> [LISTED ENTRIES]
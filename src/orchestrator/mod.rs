//! Orchestrator (§4.7): the glue between every other component. Owns no
//! business logic of its own beyond sequencing — normalize → route →
//! retry engine → (provider or CLI proxy) — and the two capability seams
//! the rest of the crate is built around: the `TaskExecutor` the async
//! polling manager drives, and the `LlmCaller` AI-assisted validators
//! recurse through (§4.3, §9 "Recursive LLM calls from validators").
//!
//! Split into an `OrchestratorCore` (the stateless wiring) and an outer
//! `Orchestrator` (core plus the task manager) so the `TaskExecutor` and
//! `LlmCaller` adapters can each hold an `Arc<OrchestratorCore>` without a
//! reference cycle back through the task manager itself.

use crate::breaker::BreakerRegistry;
use crate::config::Settings;
use crate::errors::GatewayError;
use crate::model::{CallConfig, ProviderBinding, ProviderResponse, TaskView};
use crate::normalizer;
use crate::provider::Completer;
use crate::retry::{RetryEngine, RunParams};
use crate::router;
use crate::tasks::{TaskExecutor, TaskManager};
use crate::utils::cancellation::Cancellation;
use crate::validator::{LlmCaller, ValidatorRegistry};
use async_trait::async_trait;
use std::sync::Arc;
use std::time::Duration;
use tracing::instrument;

/// What a single `make_request` call resolves to (§4.7, §6): either the
/// completion ran synchronously, or the caller opted into async execution
/// and gets a handle to poll instead.
#[derive(Debug)]
pub enum MakeRequestOutcome {
    Response(ProviderResponse),
    TaskId(String),
}

struct OrchestratorCore {
    settings: Arc<Settings>,
    validators: Arc<ValidatorRegistry>,
    breakers: Arc<BreakerRegistry>,
    http_completer: Arc<dyn Completer>,
    cli_completer: Arc<dyn Completer>,
}

impl OrchestratorCore {
    fn completer_for(&self, binding: ProviderBinding) -> Arc<dyn Completer> {
        match binding {
            ProviderBinding::HttpProvider => self.http_completer.clone(),
            ProviderBinding::CliProxy => self.cli_completer.clone(),
        }
    }

    /// Runs normalize → route → retry engine for one `CallConfig` (§4.7
    /// steps 2-3, 5). `depth` is the recursion depth this execution itself
    /// runs at; 0 for a directly submitted call.
    async fn execute(self: &Arc<Self>, config: CallConfig, cancellation: Cancellation, depth: u32) -> Result<ProviderResponse, GatewayError> {
        let normalized = normalizer::normalize(&config)?;
        let mut cfg = normalized.config;
        normalizer::maybe_inject_json_validator(&mut cfg, self.settings.auto_json_validator);

        // Resolve every validator name before the provider is ever invoked
        // (§9 Design Notes: "unknown names fail at config-parse time, not at
        // attempt time"). `RetryEngine::run_validators` still resolves by
        // name on each attempt, but with this preamble that can never fail
        // on an unknown name — only a name removed from the registry after
        // this check, which nothing in this crate does.
        for spec in &cfg.validation {
            self.validators.resolve(spec)?;
        }

        let route_decision = router::route(&cfg);
        if normalized.multimodal_unsupported_for_cli && route_decision.binding == ProviderBinding::CliProxy {
            return Err(GatewayError::bad_request(
                "request carries multimodal content, which the CLI-subprocess proxy does not support",
            ));
        }

        let completer = self.completer_for(route_decision.binding);
        let engine = RetryEngine::new(self.validators.clone(), self.breakers.clone(), self.settings.clone());
        let llm_caller: Arc<dyn LlmCaller> = Arc::new(RecursiveCaller { core: self.clone() });

        engine
            .run(RunParams {
                config: &cfg,
                binding: route_decision.binding,
                route: &route_decision,
                completer,
                llm_caller: Some(llm_caller),
                cancellation,
                depth,
            })
            .await
    }
}

/// The capability AI-assisted validators recurse through (§4.3). Each call
/// is tagged with the depth it runs at so nested guards compose instead of
/// resetting, and carries no state of its own beyond the shared core — no
/// module-level registry, matching §9's "Global mutable state" redesign.
struct RecursiveCaller {
    core: Arc<OrchestratorCore>,
}

#[async_trait]
impl LlmCaller for RecursiveCaller {
    async fn call(&self, config: CallConfig, depth: u32) -> Result<ProviderResponse, GatewayError> {
        config.validate_shape().map_err(GatewayError::bad_request)?;
        self.core.execute(config, Cancellation::new(), depth).await
    }
}

/// The capability the async polling manager drives for a submitted task
/// (§4.6). A thin adapter so `TaskManager` has no direct dependency on the
/// retry engine or router.
struct Executor {
    core: Arc<OrchestratorCore>,
}

#[async_trait]
impl TaskExecutor for Executor {
    async fn execute(&self, config: CallConfig, cancellation: Cancellation) -> Result<ProviderResponse, GatewayError> {
        self.core.execute(config, cancellation, 0).await
    }
}

/// `make_request(config) → response | task_id` (§4.7) plus the async
/// polling manager's public surface (§6). Constructed once at process
/// start; cheap to clone (everything inside is `Arc`-backed).
pub struct Orchestrator {
    core: Arc<OrchestratorCore>,
    tasks: Arc<TaskManager>,
}

impl Orchestrator {
    pub fn new(
        settings: Arc<Settings>,
        validators: Arc<ValidatorRegistry>,
        http_completer: Arc<dyn Completer>,
        cli_completer: Arc<dyn Completer>,
        task_store: Arc<crate::tasks::store::TaskStore>,
    ) -> Self {
        let core = Arc::new(OrchestratorCore {
            breakers: Arc::new(BreakerRegistry::new()),
            settings: settings.clone(),
            validators,
            http_completer,
            cli_completer,
        });
        let executor: Arc<dyn TaskExecutor> = Arc::new(Executor { core: core.clone() });
        let tasks = Arc::new(TaskManager::new(task_store, executor, settings.async_manager_max_concurrency));
        Self { core, tasks }
    }

    /// Registers an additional validator factory against the shared
    /// registry (§4.3, §6). Fails with `bad_request` on a name collision.
    pub fn register_validator(
        &self,
        name: &str,
        factory: Arc<dyn Fn(&serde_json::Map<String, serde_json::Value>) -> Result<Arc<dyn crate::validator::Validator>, GatewayError> + Send + Sync>,
    ) -> Result<(), GatewayError> {
        self.core.validators.register(name, factory)
    }

    /// Durability sweep (§4.6): call once at process start, before
    /// accepting new submissions.
    pub async fn recover_tasks_on_startup(&self) -> Result<usize, GatewayError> {
        self.tasks.recover_on_startup().await
    }

    /// `make_request(CallConfig) → ProviderResponse | task_id` (§4.7).
    #[instrument(skip(self, config), fields(model = %config.model))]
    pub async fn make_request(&self, config: CallConfig) -> Result<MakeRequestOutcome, GatewayError> {
        config.validate_shape().map_err(GatewayError::bad_request)?;

        if !config.wait_for_completion {
            let task_id = self.tasks.submit(config).await?;
            return Ok(MakeRequestOutcome::TaskId(task_id));
        }

        let response = self.core.execute(config, Cancellation::new(), 0).await?;
        Ok(MakeRequestOutcome::Response(response))
    }

    pub async fn submit(&self, config: CallConfig) -> Result<String, GatewayError> {
        config.validate_shape().map_err(GatewayError::bad_request)?;
        self.tasks.submit(config).await
    }

    pub async fn get_status(&self, task_id: &str) -> Result<TaskView, GatewayError> {
        self.tasks.get_status(task_id).await
    }

    pub async fn wait(&self, task_id: &str, timeout: Option<Duration>) -> Result<TaskView, GatewayError> {
        self.tasks.wait(task_id, timeout).await
    }

    pub async fn cancel(&self, task_id: &str) -> Result<(), GatewayError> {
        self.tasks.cancel(task_id).await
    }

    pub async fn list_active(&self) -> Result<Vec<TaskView>, GatewayError> {
        self.tasks.list_active().await
    }
}
use super::*;
use crate::errors::ErrorKind;
use crate::model::{Choice, Message, Usage};
use serde_json::Map;
use wiremock::matchers::{header, method, path};
use wiremock::{Mock, MockServer, ResponseTemplate};

fn sample_request() -> CompletionRequest {
    CompletionRequest {
        model: "gpt-4o-mini".to_string(),
        messages: vec![Message::user("hi")],
        params: Map::new(),
        mcp_config: None,
    }
}

fn sample_response() -> ProviderResponse {
    ProviderResponse {
        id: "resp-1".to_string(),
        created_ts: 0.0,
        model: "gpt-4o-mini".to_string(),
        choices: vec![Choice {
            index: 0,
            message: Message::assistant_text("hello back"),
            finish_reason: "stop".to_string(),
        }],
        usage: Usage::default(),
    }
}

#[tokio::test]
async fn forwards_a_successful_response_unchanged() {
    let server = MockServer::start().await;
    Mock::given(method("POST"))
        .and(path("/v1/chat/completions"))
        .respond_with(ResponseTemplate::new(200).set_body_json(sample_response()))
        .mount(&server)
        .await;

    let completer = HttpProviderCompleter::new(server.uri(), None);
    let response = completer.complete(sample_request()).await.unwrap();
    assert_eq!(response.primary_text(), "hello back");
}

#[tokio::test]
async fn attaches_bearer_auth_when_api_key_configured() {
    let server = MockServer::start().await;
    Mock::given(method("POST"))
        .and(path("/v1/chat/completions"))
        .and(header("authorization", "Bearer secret-key"))
        .respond_with(ResponseTemplate::new(200).set_body_json(sample_response()))
        .mount(&server)
        .await;

    let completer = HttpProviderCompleter::new(server.uri(), Some("secret-key".to_string()));
    let response = completer.complete(sample_request()).await.unwrap();
    assert_eq!(response.primary_text(), "hello back");
}

#[tokio::test]
async fn maps_401_to_auth() {
    let server = MockServer::start().await;
    Mock::given(method("POST"))
        .and(path("/v1/chat/completions"))
        .respond_with(ResponseTemplate::new(401).set_body_string("invalid api key"))
        .mount(&server)
        .await;

    let completer = HttpProviderCompleter::new(server.uri(), None);
    let err = completer.complete(sample_request()).await.unwrap_err();
    assert_eq!(err.kind, ErrorKind::Auth);
}

#[tokio::test]
async fn maps_429_to_rate_limit() {
    let server = MockServer::start().await;
    Mock::given(method("POST"))
        .and(path("/v1/chat/completions"))
        .respond_with(ResponseTemplate::new(429).set_body_string("rate limited"))
        .mount(&server)
        .await;

    let completer = HttpProviderCompleter::new(server.uri(), None);
    let err = completer.complete(sample_request()).await.unwrap_err();
    assert_eq!(err.kind, ErrorKind::RateLimit);
    assert!(err.retry_after.is_none());
}

#[tokio::test]
async fn maps_429_retry_after_header_into_the_gateway_error() {
    let server = MockServer::start().await;
    Mock::given(method("POST"))
        .and(path("/v1/chat/completions"))
        .respond_with(ResponseTemplate::new(429).set_body_string("rate limited").insert_header("retry-after", "20"))
        .mount(&server)
        .await;

    let completer = HttpProviderCompleter::new(server.uri(), None);
    let err = completer.complete(sample_request()).await.unwrap_err();
    assert_eq!(err.kind, ErrorKind::RateLimit);
    assert_eq!(err.retry_after, Some(std::time::Duration::from_secs(20)));
}

#[tokio::test]
async fn maps_500_to_provider_unavailable() {
    let server = MockServer::start().await;
    Mock::given(method("POST"))
        .and(path("/v1/chat/completions"))
        .respond_with(ResponseTemplate::new(500))
        .mount(&server)
        .await;

    let completer = HttpProviderCompleter::new(server.uri(), None);
    let err = completer.complete(sample_request()).await.unwrap_err();
    assert_eq!(err.kind, ErrorKind::ProviderUnavailable);
}

#[tokio::test]
async fn maps_422_to_bad_request() {
    let server = MockServer::start().await;
    Mock::given(method("POST"))
        .and(path("/v1/chat/completions"))
        .respond_with(ResponseTemplate::new(422).set_body_string("unprocessable payload"))
        .mount(&server)
        .await;

    let completer = HttpProviderCompleter::new(server.uri(), None);
    let err = completer.complete(sample_request()).await.unwrap_err();
    assert_eq!(err.kind, ErrorKind::BadRequest);
}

> [WHAT YOU SHOULD DO] A verbatim transcription is required: the first line of the listing, the line containing "adapters can each", and every line between them.

> [SOLUTION FOR THIS EXERCISE]
filename src/orchestrator/mod.rs
//! Orchestrator (§4.7): the glue between every other component. Owns no
//! business logic of its own beyond sequencing — normalize → route →
//! retry engine → (provider or CLI proxy) — and the two capability seams
//! the rest of the crate is built around: the `TaskExecutor` the async
//! polling manager drives, and the `LlmCaller` AI-assisted validators
//! recurse through (§4.3, §9 "Recursive LLM calls from validators").
//!
//! Split into an `OrchestratorCore` (the stateless wiring) and an outer
//! `Orchestrator` (core plus the task manager) so the `TaskExecutor` and
//! `LlmCaller` adapters can each hold an `Arc<OrchestratorCore>` without a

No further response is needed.